### Work task
Search the material below for the word "DataType". Copy every line that has it.

------ Information supplied ------

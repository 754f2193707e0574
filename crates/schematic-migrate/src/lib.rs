//! Schema diffing and migration synthesis for relational databases.
//!
//! `schematic-migrate` compares an existing schema with a target schema and
//! produces the ordered list of operations that turns one into the other:
//! - Differences are detected structurally, so reordering columns or naming a
//!   previously unnamed constraint is not a change
//! - Every high-level change is expanded into the dependent operations it
//!   needs (dropping a table drops the foreign keys that reference it first)
//! - The final list is ordered so that every operation runs after the ones it
//!   depends on
//!
//! # Architecture
//!
//! - **Database** - [`RelationalDatabase`](database::RelationalDatabase)
//!   providers and materialized [`SchemaSnapshot`](database::SchemaSnapshot)s
//! - **Differ** - Walks two snapshots and reports changes to a builder
//! - **Builder** - Collects intents, resolves, reduces and sorts them
//! - **Resolvers** - Expand one intent into the operations it requires
//! - **Generators** - Dialect hooks that render operations to SQL
//! - **State** - Replays operations against a snapshot
//!
//! # Example
//!
//! ```rust
//! use schematic_migrate::prelude::*;
//!
//! let existing = SchemaSnapshot::new().table(
//!     Table::new("users").column(Column::new("id", DataType::new("integer")).not_null()),
//! );
//! let target = SchemaSnapshot::new().table(
//!     Table::new("users")
//!         .column(Column::new("id", DataType::new("integer")).not_null())
//!         .column(Column::new("email", DataType::new("text"))),
//! );
//!
//! let registry = ResolverRegistry::with_defaults();
//! let differ = RelationalDatabaseDiffer::default();
//! assert!(differ.has_differences(&existing, &target, &registry).unwrap());
//! ```
//!
//! # CLI Usage
//!
//! ```bash
//! # Print the operations that migrate one snapshot to another
//! schematic-migrate diff --existing current.json --target desired.json
//!
//! # Exit non-zero when the schemas differ
//! schematic-migrate check --existing current.json --target desired.json
//! ```

pub mod analysis;
pub mod builder;
pub mod compare;
pub mod database;
pub mod differ;
pub mod error;
pub mod generator;
pub mod lookup;
pub mod operations;
pub mod reducer;
pub mod resolver;
pub mod sorter;
pub mod state;

/// Prelude for convenient imports.
pub mod prelude {
    pub use crate::analysis::{MigrationAnalysisResult, UnresolvableOperation};
    pub use crate::builder::{MigrationBuilder, RelationalMigrationBuilder};
    pub use crate::compare::Comparer;
    pub use crate::database::{RelationalDatabase, SchemaSnapshot};
    pub use crate::differ::{DifferOptions, RelationalDatabaseDiffer};
    pub use crate::error::{MigrateError, Result};
    pub use crate::generator::{SqlCommand, SqlGenerator, SqlGeneratorRegistry};
    pub use crate::operations::{MigrationOperation, OperationKind};
    pub use crate::resolver::{OperationResolver, ResolverRegistry};
    pub use crate::state::SchemaState;
    pub use schematic_core::{
        CheckConstraint, Column, DataType, DatabaseIndex, DatabaseKey, Identifier,
        IdentifierDefaults, ReferentialAction, RelationalKey, Routine, Sequence, Synonym, Table,
        Trigger, TriggerEvent, TriggerTiming, View,
    };
}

------

### Written response
//!     Table::new("users").column(Column::new("id", DataType::new("integer")).not_null()),
//!         .column(Column::new("id", DataType::new("integer")).not_null())
//!         .column(Column::new("email", DataType::new("text"))),
        CheckConstraint, Column, DataType, DatabaseIndex, DatabaseKey, Identifier,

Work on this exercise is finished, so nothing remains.